El consumo anual de carne vacuna por habitante en la Argentina cayó a su nivel más bajo en las últimas dos décadas, un fenómeno que reconfiguró de manera drástica el mercado de la provincia de Santa Fe. Ante la pérdida de poder adquisitivo frente a los precios de los cortes vacunos, la ciudad de Rosario registra un crecimiento histórico en la venta y producción de carne de cerdo, consolidándose como la principal alternativa en la mesa familiar.La caída histórica del asado y los cortes vacunos
El escenario macroeconómico y el estancamiento de los salarios reales impactaron de forma directa en uno de los hábitos más arraigados de la cultura local. Según los últimos informes de la Cámara de la Industria y Comercio de Carnes y Derivados de la República Argentina (CICCRA), el consumo promedio de carne vacuna se ubicó por debajo de los 45 kilos anuales por habitante, una cifra que marca el piso más bajo desde la crisis de principios de siglo.
La brecha de precios entre los distintos tipos de proteínas animales aceleró una transición que venía insinuándose en las últimas temporadas. Los cortes tradicionales para el asado o las milanesas, históricamente indispensables en los hogares rosarinos, pasaron a ser considerados bienes de consumo restringido o de fin de semana para una parte mayoritaria de la población.
Este retraimiento de la demanda interna generó preocupación en los eslabones de la cadena de ganados y carnes, que debieron volcar una mayor proporción de la producción hacia los mercados de exportación para compensar la caída de las ventas en las carnicerías de barrio y en las grandes cadenas de supermercados de la región.
Rosario lidera el cambio de tendencia hacia la carne porcina
El departamento Rosario y las localidades del Gran Rosario se convirtieron en el epicentro de un fenómeno comercial: el auge de las bocas de expendio dedicadas exclusivamente a los productos porcinos.
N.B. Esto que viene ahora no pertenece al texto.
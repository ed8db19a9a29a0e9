//! Application configuration.
//!
//! Values come from `config.toml`, then `.env` / the process environment,
//! then built-in defaults.

use serde::Deserialize;
use std::path::{Path, PathBuf};

// ==================== File Configuration ====================

/// Configuration file structure for config.toml
#[derive(Debug, Default, Deserialize)]
struct AppConfig {
  database: Option<DatabaseConfig>,
  server: Option<ServerConfig>,
}

#[derive(Debug, Deserialize)]
struct DatabaseConfig {
  path: Option<String>,
}

#[derive(Debug, Deserialize)]
struct ServerConfig {
  port: Option<u16>,
}

pub const CONFIG_FILE: &str = "config.toml";

fn read_config_file(path: &Path) -> AppConfig {
  let Ok(contents) = std::fs::read_to_string(path) else {
    return AppConfig::default();
  };
  match toml::from_str::<AppConfig>(&contents) {
    Ok(config) => config,
    Err(e) => {
      tracing::warn!("Ignoring malformed {}: {}", path.display(), e);
      AppConfig::default()
    }
  }
}

// ==================== Database Configuration ====================

pub const DEFAULT_DATABASE_PATH: &str = "data/vocab.db";

/// Load database path with priority: config.toml > .env > default
pub fn load_database_path() -> PathBuf {
  // Load .env file if present
  let _ = dotenvy::dotenv();
  database_path_from(Path::new(CONFIG_FILE), std::env::var("DATABASE_PATH").ok())
}

fn database_path_from(config_file: &Path, env_path: Option<String>) -> PathBuf {
  // Priority 1: config.toml
  if let Some(path) = read_config_file(config_file).database.and_then(|db| db.path) {
    tracing::info!("Using database from {}: {}", config_file.display(), path);
    return PathBuf::from(path);
  }

  // Priority 2: DATABASE_PATH
  if let Some(path) = env_path {
    tracing::info!("Using database from DATABASE_PATH env: {}", path);
    return PathBuf::from(path);
  }

  let default = PathBuf::from(DEFAULT_DATABASE_PATH);
  tracing::info!("Using default database path: {}", default.display());
  default
}

// ==================== Server Configuration ====================

/// Server address to bind to
pub const SERVER_ADDR: &str = "0.0.0.0";

/// Default server port
pub const SERVER_PORT: u16 = 3000;

/// Port with priority: config.toml > SERVER_PORT env > default
pub fn load_server_port() -> u16 {
  let _ = dotenvy::dotenv();
  server_port_from(Path::new(CONFIG_FILE), std::env::var("SERVER_PORT").ok())
}

fn server_port_from(config_file: &Path, env_port: Option<String>) -> u16 {
  if let Some(port) = read_config_file(config_file).server.and_then(|s| s.port) {
    return port;
  }
  match env_port.map(|p| p.parse::<u16>()) {
    Some(Ok(port)) => port,
    Some(Err(e)) => {
      tracing::warn!("Invalid SERVER_PORT, using {}: {}", SERVER_PORT, e);
      SERVER_PORT
    }
    None => SERVER_PORT,
  }
}

/// Get the full server bind address
pub fn server_bind_addr(port: u16) -> String {
  format!("{}:{}", SERVER_ADDR, port)
}

// ==================== Session Configuration ====================

/// Session expiration time in hours
pub const SESSION_EXPIRY_HOURS: i64 = 1;

/// Probability threshold for session cleanup (0-255, lower = more frequent)
/// Value of 25 means ~10% chance (25/256) on each new session
pub const SESSION_CLEANUP_THRESHOLD: u8 = 25;

// ==================== Stats Configuration ====================

/// Days covered by the weekly activity chart
pub const ACTIVITY_WINDOW_DAYS: i64 = 7;
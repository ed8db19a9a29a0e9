use serde::{Deserialize, Serialize};

/// How a single round in a session was resolved
#[derive(Debug, Clone, Copy, PartialEq, Eq, Serialize, Deserialize)]
#[serde(rename_all = "snake_case")]
pub enum AnswerOutcome {
  /// Typed answer matched the expected one
  Correct,
  /// Typed answer did not match
  Wrong,
  /// User asked to see the answer without guessing
  Revealed,
  /// User moved on without answering
  Skipped,
}

impl AnswerOutcome {
  pub fn is_correct(&self) -> bool {
    matches!(self, Self::Correct)
  }

  pub fn as_str(&self) -> &'static str {
    match self {
      Self::Correct => "correct",
      Self::Wrong => "wrong",
      Self::Revealed => "revealed",
      Self::Skipped => "skipped",
    }
  }
}

/// Which flow a session runs
#[derive(Debug, Clone, Copy, PartialEq, Eq, Serialize, Deserialize)]
#[serde(rename_all = "snake_case")]
pub enum SessionKind {
  Review,    // Study list first, then a shuffled test
  Test,      // Straight into a shuffled test
  Challenge, // Test whose score is handed off when it completes
  Listening, // Test with the prompt played as audio
}

impl SessionKind {
  pub fn as_str(&self) -> &'static str {
    match self {
      Self::Review => "review",
      Self::Test => "test",
      Self::Challenge => "challenge",
      Self::Listening => "listening",
    }
  }

  pub fn from_str(s: &str) -> Option<Self> {
    match s {
      "review" => Some(Self::Review),
      "test" => Some(Self::Test),
      "challenge" => Some(Self::Challenge),
      "listening" => Some(Self::Listening),
      _ => None,
    }
  }

  /// Review sessions open on the study list; everything else starts testing
  pub fn has_study_phase(&self) -> bool {
    matches!(self, Self::Review)
  }
}

/// How the prompt side of a card should be presented
#[derive(Debug, Clone, Copy, PartialEq, Eq, Serialize, Deserialize)]
#[serde(rename_all = "snake_case")]
pub enum PromptMode {
  Text,
  Audio,
}
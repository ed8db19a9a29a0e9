//! Drives a `SessionController` and carries out its effects.

use chrono::{DateTime, Utc};
use rand::Rng;
use tokio::sync::oneshot;

use super::collaborators::{StatsRecorder, WordStore};
use super::controller::{Effect, Phase, SessionController, Transition};
use super::error::SessionError;

/// Resolves once with the raw correct count when a challenge completes.
///
/// Resolves to `None` if the session is cancelled or dropped first.
#[derive(Debug)]
pub struct ChallengeHandle(oneshot::Receiver<u32>);

impl ChallengeHandle {
  pub async fn score(self) -> Option<u32> {
    self.0.await.ok()
  }
}

pub struct SessionRunner<W, S> {
  controller: SessionController,
  words: W,
  stats: S,
  challenge: Option<oneshot::Sender<u32>>,
}

impl<W: WordStore, S: StatsRecorder> SessionRunner<W, S> {
  pub fn new(controller: SessionController, words: W, stats: S) -> Self {
    Self {
      controller,
      words,
      stats,
      challenge: None,
    }
  }

  /// Like `new`, but also hands back a future for the final score
  pub fn with_challenge(controller: SessionController, words: W, stats: S) -> (Self, ChallengeHandle) {
    let (tx, rx) = oneshot::channel();
    let runner = Self {
      controller,
      words,
      stats,
      challenge: Some(tx),
    };
    (runner, ChallengeHandle(rx))
  }

  pub fn controller(&self) -> &SessionController {
    &self.controller
  }

  pub fn start_test<R: Rng + ?Sized>(&mut self, rng: &mut R) -> Result<Phase, SessionError> {
    let t = self.controller.start_test(rng)?;
    Ok(self.apply(t))
  }

  pub fn submit(&mut self, input: &str, now: DateTime<Utc>) -> Result<Phase, SessionError> {
    let t = self.controller.submit(input, now)?;
    Ok(self.apply(t))
  }

  pub fn reveal(&mut self, now: DateTime<Utc>) -> Result<Phase, SessionError> {
    let t = self.controller.reveal(now)?;
    Ok(self.apply(t))
  }

  pub fn skip(&mut self, now: DateTime<Utc>) -> Result<Phase, SessionError> {
    let t = self.controller.skip(now)?;
    Ok(self.apply(t))
  }

  pub fn advance(&mut self) -> Result<Phase, SessionError> {
    let t = self.controller.advance()?;
    Ok(self.apply(t))
  }

  pub fn cancel(&mut self) -> Result<Phase, SessionError> {
    let t = self.controller.cancel()?;
    // Dropping the sender resolves a pending challenge to None
    self.challenge = None;
    Ok(self.apply(t))
  }

  /// Storage failures are logged and swallowed so the session can always finish
  fn apply(&mut self, transition: Transition) -> Phase {
    for effect in transition.effects {
      match effect {
        Effect::SaveCard(card) => {
          if let Err(e) = self.words.save_word_card(&card) {
            tracing::warn!("Failed to save word {}: {}", card.id, e);
          }
        }
        Effect::RecordStudySession { words_studied } => {
          if let Err(e) = self.stats.record_study_session(words_studied) {
            tracing::warn!("Failed to record study session: {}", e);
          }
        }
        Effect::ReportChallengeScore { correct_count } => {
          if let Some(tx) = self.challenge.take() {
            if tx.send(correct_count).is_err() {
              tracing::debug!("Challenge score {} dropped, nobody was waiting", correct_count);
            }
          }
        }
      }
    }
    transition.phase
  }
}
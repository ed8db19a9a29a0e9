//! Application state shared by all handlers.

use crate::db::{DbPool, SqliteStore};
use crate::session::{SessionRunner, SessionStore};

/// A running session wired to the SQLite collaborators
pub type LiveSession = SessionRunner<SqliteStore, SqliteStore>;

#[derive(Clone)]
pub struct AppState {
  pub pool: DbPool,
  pub sessions: SessionStore<LiveSession>,
}

impl AppState {
  pub fn new(pool: DbPool) -> Self {
    Self {
      pool,
      sessions: SessionStore::new(),
    }
  }

  pub fn store(&self) -> SqliteStore {
    SqliteStore::new(self.pool.clone())
  }
}
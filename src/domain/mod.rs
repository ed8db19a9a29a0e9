pub mod card;
pub mod review;
pub mod topic;

pub use card::{CardStatus, WordCard, DEFAULT_EASE_FACTOR};
pub use review::{AnswerOutcome, PromptMode, SessionKind};
pub use topic::{NewTopic, Topic};
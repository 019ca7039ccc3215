//! Repository layer abstractions and persistence implementations.
//!
//! # Responsibility
//! - Define use-case oriented data access contracts.
//! - Isolate SQLite query details from service orchestration.
//!
//! # Invariants
//! - Repository writes enforce model `validate()` before persistence.
//! - Repository APIs return semantic errors (`LocationNotFound`,
//!   `ItemNotFound`) in addition to DB transport errors.
//! - Writes spanning both tables run in one immediate transaction.

pub mod item_repo;
pub mod location_repo;
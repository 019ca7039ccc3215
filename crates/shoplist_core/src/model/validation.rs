//! Field-level validation shared by location and item records.
//!
//! # Invariants
//! - Display names are non-blank after trim.
//! - User locations use visitation orders inside `1..=100`.
//! - Color channels stay inside `[0, 1]`.
//! - Item quantities are at least 1.

use std::error::Error;
use std::fmt::{Display, Formatter};

/// Domain validation failure for location/item records.
#[derive(Debug, Clone, PartialEq)]
pub enum ValidationError {
    /// Record identity is the nil UUID.
    NilUuid,
    /// Name is empty or whitespace-only.
    BlankName,
    /// Visitation order outside the user-editable range.
    VisitationOrderOutOfRange(i32),
    /// One color channel is outside `[0, 1]` or not a finite number.
    ColorChannelOutOfRange { channel: &'static str, value: f64 },
    /// Quantity below 1.
    QuantityBelowOne(i32),
}

impl Display for ValidationError {
    fn fmt(&self, f: &mut Formatter<'_>) -> std::fmt::Result {
        match self {
            Self::NilUuid => write!(f, "uuid must not be nil"),
            Self::BlankName => write!(f, "name must not be blank"),
            Self::VisitationOrderOutOfRange(value) => write!(
                f,
                "visitation order {value} is outside {}..={}",
                super::location::MIN_VISITATION_ORDER,
                super::location::MAX_VISITATION_ORDER
            ),
            Self::ColorChannelOutOfRange { channel, value } => {
                write!(f, "color channel `{channel}` ({value}) must be within 0..=1")
            }
            Self::QuantityBelowOne(value) => write!(f, "quantity ({value}) must be >= 1"),
        }
    }
}

impl Error for ValidationError {}

/// Trims a display name and rejects blank values.
pub fn normalize_name(name: &str) -> Result<String, ValidationError> {
    let trimmed = name.trim();
    if trimmed.is_empty() {
        return Err(ValidationError::BlankName);
    }
    Ok(trimmed.to_string())
}

/// Returns whether `name` would pass [`normalize_name`].
pub fn is_committable_name(name: &str) -> bool {
    !name.trim().is_empty()
}

#[cfg(test)]
mod tests {
    use super::{is_committable_name, normalize_name, ValidationError};

    #[test]
    fn normalize_name_trims_surrounding_whitespace() {
        assert_eq!(normalize_name("  Milk ").unwrap(), "Milk");
    }

    #[test]
    fn normalize_name_rejects_whitespace_only() {
        assert_eq!(normalize_name(" \t ").unwrap_err(), ValidationError::BlankName);
        assert!(!is_committable_name("   "));
        assert!(is_committable_name("x"));
    }
}
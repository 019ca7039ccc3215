//! Shopping item use-case service.
//!
//! # Responsibility
//! - Provide create/update/delete entry points for shopping items.
//! - Expose the shopping list and purchased list projections.
//!
//! # Invariants
//! - Items without an explicit location land in the "Unknown Location".
//! - `update_item` uses full field replacement semantics.
//! - Every item appears in exactly one of `list_on_list` / `list_purchased`.

use crate::model::location::LocationId;
use crate::model::shopping_item::{ShoppingItem, ShoppingItemId, DEFAULT_QUANTITY};
use crate::model::validation::{normalize_name, ValidationError};
use crate::repo::item_repo::{ItemListQuery, ItemOrder, ShoppingItemRepository};
use crate::repo::location_repo::{RepoError, RepoResult};
use log::info;
use std::error::Error;
use std::fmt::{Display, Formatter};

/// Editable item fields, used for create/update requests and form drafts.
#[derive(Debug, Clone, PartialEq, Eq)]
pub struct ItemFields {
    pub name: String,
    pub quantity: i32,
    pub on_list: bool,
    /// `None` places the item at the unknown location.
    pub location_uuid: Option<LocationId>,
}

impl Default for ItemFields {
    fn default() -> Self {
        Self {
            name: String::new(),
            quantity: DEFAULT_QUANTITY,
            on_list: true,
            location_uuid: None,
        }
    }
}

impl From<&ShoppingItem> for ItemFields {
    fn from(value: &ShoppingItem) -> Self {
        Self {
            name: value.name.clone(),
            quantity: value.quantity,
            on_list: value.on_list,
            location_uuid: Some(value.location_uuid),
        }
    }
}

/// Service error for shopping item use-cases.
#[derive(Debug)]
pub enum ItemServiceError {
    InvalidFields(ValidationError),
    ItemNotFound(ShoppingItemId),
    LocationNotFound(LocationId),
    Repo(RepoError),
}

impl Display for ItemServiceError {
    fn fmt(&self, f: &mut Formatter<'_>) -> std::fmt::Result {
        match self {
            Self::InvalidFields(err) => write!(f, "invalid shopping item: {err}"),
            Self::ItemNotFound(id) => write!(f, "shopping item not found: {id}"),
            Self::LocationNotFound(id) => write!(f, "location not found: {id}"),
            Self::Repo(err) => write!(f, "{err}"),
        }
    }
}

impl Error for ItemServiceError {
    fn source(&self) -> Option<&(dyn Error + 'static)> {
        match self {
            Self::InvalidFields(err) => Some(err),
            Self::Repo(err) => Some(err),
            _ => None,
        }
    }
}

impl From<RepoError> for ItemServiceError {
    fn from(value: RepoError) -> Self {
        match value {
            RepoError::Validation(err) => Self::InvalidFields(err),
            RepoError::ItemNotFound(id) => Self::ItemNotFound(id),
            RepoError::LocationNotFound(id) => Self::LocationNotFound(id),
            other => Self::Repo(other),
        }
    }
}

impl From<ValidationError> for ItemServiceError {
    fn from(value: ValidationError) -> Self {
        Self::InvalidFields(value)
    }
}

/// Shopping item service facade over repository implementations.
pub struct ItemService<R: ShoppingItemRepository> {
    repo: R,
}

impl<R: ShoppingItemRepository> ItemService<R> {
    pub fn new(repo: R) -> Self {
        Self { repo }
    }

    /// Creates one item; it inherits its location's visitation order.
    pub fn create_item(&self, fields: &ItemFields) -> Result<ShoppingItem, ItemServiceError> {
        let location_uuid = self.resolve_location(fields.location_uuid)?;
        let item = ShoppingItem::new(&fields.name, fields.quantity, fields.on_list, location_uuid)?;
        let created = self.repo.create_item(&item)?;
        info!(
            "event=item_create module=service status=ok item_id={} location_id={} on_list={}",
            created.uuid, created.location_uuid, created.on_list
        );
        Ok(created)
    }

    /// Replaces all editable fields of one item.
    ///
    /// A location change moves the item to the new location's set and copies
    /// that location's visitation order in the same commit.
    pub fn update_item(
        &self,
        id: ShoppingItemId,
        fields: &ItemFields,
    ) -> Result<ShoppingItem, ItemServiceError> {
        let location_uuid = self.resolve_location(fields.location_uuid)?;
        let item = ShoppingItem {
            uuid: id,
            name: normalize_name(&fields.name)?,
            quantity: fields.quantity,
            on_list: fields.on_list,
            // Rewritten from the target location by the repository.
            visitation_order: 0,
            location_uuid,
        };
        let updated = self.repo.update_item(&item)?;
        info!(
            "event=item_update module=service status=ok item_id={} location_id={} on_list={}",
            updated.uuid, updated.location_uuid, updated.on_list
        );
        Ok(updated)
    }

    /// Moves one item to the shopping list (`true`) or purchased list.
    pub fn set_on_list(
        &self,
        id: ShoppingItemId,
        on_list: bool,
    ) -> Result<ShoppingItem, ItemServiceError> {
        self.repo.set_on_list(id, on_list).map_err(Into::into)
    }

    /// Deletes one item and returns the removed record.
    pub fn delete_item(&self, id: ShoppingItemId) -> Result<ShoppingItem, ItemServiceError> {
        let item = self
            .repo
            .get_item(id)?
            .ok_or(ItemServiceError::ItemNotFound(id))?;
        self.repo.delete_item(id)?;
        info!(
            "event=item_delete module=service status=ok item_id={} location_id={}",
            id, item.location_uuid
        );
        Ok(item)
    }

    pub fn get_item(&self, id: ShoppingItemId) -> RepoResult<Option<ShoppingItem>> {
        self.repo.get_item(id)
    }

    /// Items still to buy, sorted by name.
    pub fn list_on_list(&self) -> RepoResult<Vec<ShoppingItem>> {
        self.repo.list_items(&ItemListQuery {
            on_list: Some(true),
            ..ItemListQuery::default()
        })
    }

    /// Items still to buy, in shopping route order.
    pub fn list_on_list_by_visitation_order(&self) -> RepoResult<Vec<ShoppingItem>> {
        self.repo.list_items(&ItemListQuery {
            on_list: Some(true),
            location_uuid: None,
            order: ItemOrder::VisitationOrder,
        })
    }

    /// Purchased items, sorted by name.
    pub fn list_purchased(&self) -> RepoResult<Vec<ShoppingItem>> {
        self.repo.list_items(&ItemListQuery {
            on_list: Some(false),
            ..ItemListQuery::default()
        })
    }

    /// One location's item set, sorted by name.
    pub fn list_items_at_location(&self, location_uuid: LocationId) -> RepoResult<Vec<ShoppingItem>> {
        self.repo.list_items(&ItemListQuery {
            location_uuid: Some(location_uuid),
            ..ItemListQuery::default()
        })
    }

    fn resolve_location(&self, location_uuid: Option<LocationId>) -> RepoResult<LocationId> {
        match location_uuid {
            Some(id) => Ok(id),
            None => self.repo.unknown_location_id(),
        }
    }
}
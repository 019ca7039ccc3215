//! Add-or-modify shopping item form.

use crate::form::session::{FormPhase, FormSession};
use crate::form::{refresh_set, DismissOutcome, FormError, FormOutcome, Projection};
use crate::model::location::LocationId;
use crate::model::shopping_item::{ShoppingItem, ShoppingItemId};
use crate::model::validation::is_committable_name;
use crate::repo::item_repo::ShoppingItemRepository;
use crate::service::item_service::{ItemFields, ItemService};

/// Presentation options fixed when the form is opened.
#[derive(Debug, Clone, Copy, PartialEq, Eq)]
pub struct ItemFormOptions {
    /// False when opened from a location's detail view.
    pub allows_deletion: bool,
    /// Initial `on_list` for new items; false when opened from the purchased
    /// list.
    pub add_to_shopping_list: bool,
}

impl Default for ItemFormOptions {
    fn default() -> Self {
        Self {
            allows_deletion: true,
            add_to_shopping_list: true,
        }
    }
}

/// Draft-backed editor for one shopping item.
#[derive(Debug)]
pub struct ItemForm {
    session: FormSession<ShoppingItemId, ItemFields>,
    options: ItemFormOptions,
    /// `(on_list, location)` of the loaded item, for refresh computation.
    stored: Option<(bool, LocationId)>,
}

impl ItemForm {
    pub fn new(options: ItemFormOptions) -> Self {
        Self {
            session: FormSession::new(),
            options,
            stored: None,
        }
    }

    /// Copies `item` (or new-item defaults) into the draft, once per session.
    pub fn load(&mut self, item: Option<&ShoppingItem>) -> bool {
        let on_list = self.options.add_to_shopping_list;
        let loaded = self.session.load(item.map(|value| value.uuid), || match item {
            Some(value) => ItemFields::from(value),
            None => ItemFields {
                on_list,
                ..ItemFields::default()
            },
        });
        if loaded {
            self.stored = item.map(|value| (value.on_list, value.location_uuid));
        }
        loaded
    }

    pub fn draft(&self) -> &ItemFields {
        self.session.draft()
    }

    pub fn draft_mut(&mut self) -> &mut ItemFields {
        self.session.draft_mut()
    }

    pub fn phase(&self) -> FormPhase {
        self.session.phase()
    }

    pub fn options(&self) -> ItemFormOptions {
        self.options
    }

    pub fn editing(&self) -> Option<ShoppingItemId> {
        self.session.editing()
    }

    pub fn can_commit(&self) -> bool {
        self.session.phase() == FormPhase::Editing && is_committable_name(&self.draft().name)
    }

    pub fn can_delete(&self) -> bool {
        self.options.allows_deletion
            && self.session.phase() == FormPhase::Editing
            && self.session.editing().is_some()
    }

    /// Creates or updates the item from the draft and closes the form.
    pub fn commit<R: ShoppingItemRepository>(
        &mut self,
        service: &ItemService<R>,
    ) -> Result<FormOutcome<ShoppingItem>, FormError> {
        self.session.ensure_editing()?;
        if !self.can_commit() {
            return Err(FormError::CannotCommit);
        }

        let outcome = match self.session.editing() {
            Some(id) => {
                let updated = service.update_item(id, self.draft())?;
                let mut refresh = vec![Projection::for_partition(updated.on_list)];
                if let Some((was_on_list, was_at)) = self.stored {
                    refresh.push(Projection::for_partition(was_on_list));
                    if was_at != updated.location_uuid {
                        refresh.push(Projection::Locations);
                    }
                }
                FormOutcome {
                    record: updated,
                    refresh: refresh_set(refresh),
                }
            }
            None => {
                let created = service.create_item(self.draft())?;
                FormOutcome {
                    refresh: refresh_set([
                        Projection::for_partition(created.on_list),
                        Projection::Locations,
                    ]),
                    record: created,
                }
            }
        };

        self.session.close();
        Ok(outcome)
    }

    pub fn cancel(&mut self) {
        self.session.close();
    }

    /// Confirms deletion: stages it and closes the form. The item is removed
    /// by [`ItemForm::finish_dismiss`].
    pub fn request_delete(&mut self) -> Result<ShoppingItemId, FormError> {
        if !self.options.allows_deletion {
            return Err(FormError::DeletionNotAllowed);
        }
        self.session.stage_delete()
    }

    /// Close-completion callback: runs the staged deletion, if any.
    pub fn finish_dismiss<R: ShoppingItemRepository>(
        &mut self,
        service: &ItemService<R>,
    ) -> Result<DismissOutcome, FormError> {
        let Some(id) = self.session.finish_dismiss() else {
            return Ok(DismissOutcome::default());
        };

        let deleted = service.delete_item(id)?;
        Ok(DismissOutcome {
            deleted: true,
            refresh: refresh_set([
                Projection::for_partition(deleted.on_list),
                Projection::Locations,
            ]),
        })
    }
}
Fuentes del sector minorista local confirman que la venta de cortes como la bondiola, el pechito y el solomillo creció de manera sostenida en los primeros meses del año, desplazando a la carne vacuna en el menú diario.
La explicación técnica de este fenómeno se encuentra en la competitividad de los costos de producción y en la rápida adaptación de los comercios de cercanía. En promedio, los cortes de cerdo se consiguen en las góndolas rosarinas con valores que se ubican entre un 30% y un 40% por debajo de sus equivalentes vacunos, lo que representa un alivio directo para el presupuesto de los consumidores.
A esta ventaja económica se suma una transformación en la percepción del producto. Las campañas de difusión nutricional y la mejora en los procesos de faena locales lograron erradicar viejos prejuicios sobre el contenido graso del cerdo, posicionándolo como una opción saludable, versátil y accesible para la cocina cotidiana.
Impacto en la cadena de producción de la provincia de Santa Fe
La mutación del consumo residencial repercute de manera directa en el esquema productivo de la provincia, que cuenta con uno de los complejos agroindustriales más importantes del país. Los productores ganaderos santafesinos enfrentan el desafío de readecuar sus costos biológicos ante una demanda interna debilitada, mientras que el sector porcino experimenta una etapa de fuerte inversión interna.
El incremento de la demanda en Rosario traccionó la actividad de los criaderos y frigoríficos ubicados en los nodos productivos del sur provincial. La eficiencia en la conversión de alimento (maíz y soja) en carne permitió que los productores de cerdo sostuvieran márgenes de rentabilidad estables, facilitando el abastecimiento fluido de los puntos de venta urbanos sin las fluctuaciones de precios que afectan a la hacienda vacuna.
Especialistas del mercado ganadero regional advierten que este cambio estructural no es coyuntural ni pasajero. La incorporación del cerdo en la dieta diaria nacional alcanzó un promedio que ya supera los 17 kilos por habitante al año, un récord histórico que acorta distancias con las estadísticas tradicionales de la ganadería bovina.
Perspectivas del mercado de proteínas para los próximos meses
Los analistas económicos coinciden en que la dinámica de precios e ingresos continuará dictando las pautas de compra en el corto plazo. Sin proyecciones de una recuperación salarial masiva e inmediata que permita revertir la tendencia, las carnicerías especializadas de Rosario prevén mantener el volumen de ventas mediante ofertas unificadas y planes de financiación con tarjetas locales.
Por su parte, el sector de la carne vacuna apuesta a una estabilización de los precios internacionales para sostener la rentabilidad de las plantas frigoríficas, mientras redefine sus estrategias de comercialización interna para evitar una pérdida mayor de participación en el plato de los argentinos.
La reconversión del mostrador es un reflejo fiel de las transformaciones de la economía regional. Rosario, con su vasta red de distribución y su sensibilidad a las variables de consumo popular, se consolida como el laboratorio donde se redefine la nueva matriz alimentaria de la provincia de Santa Fe.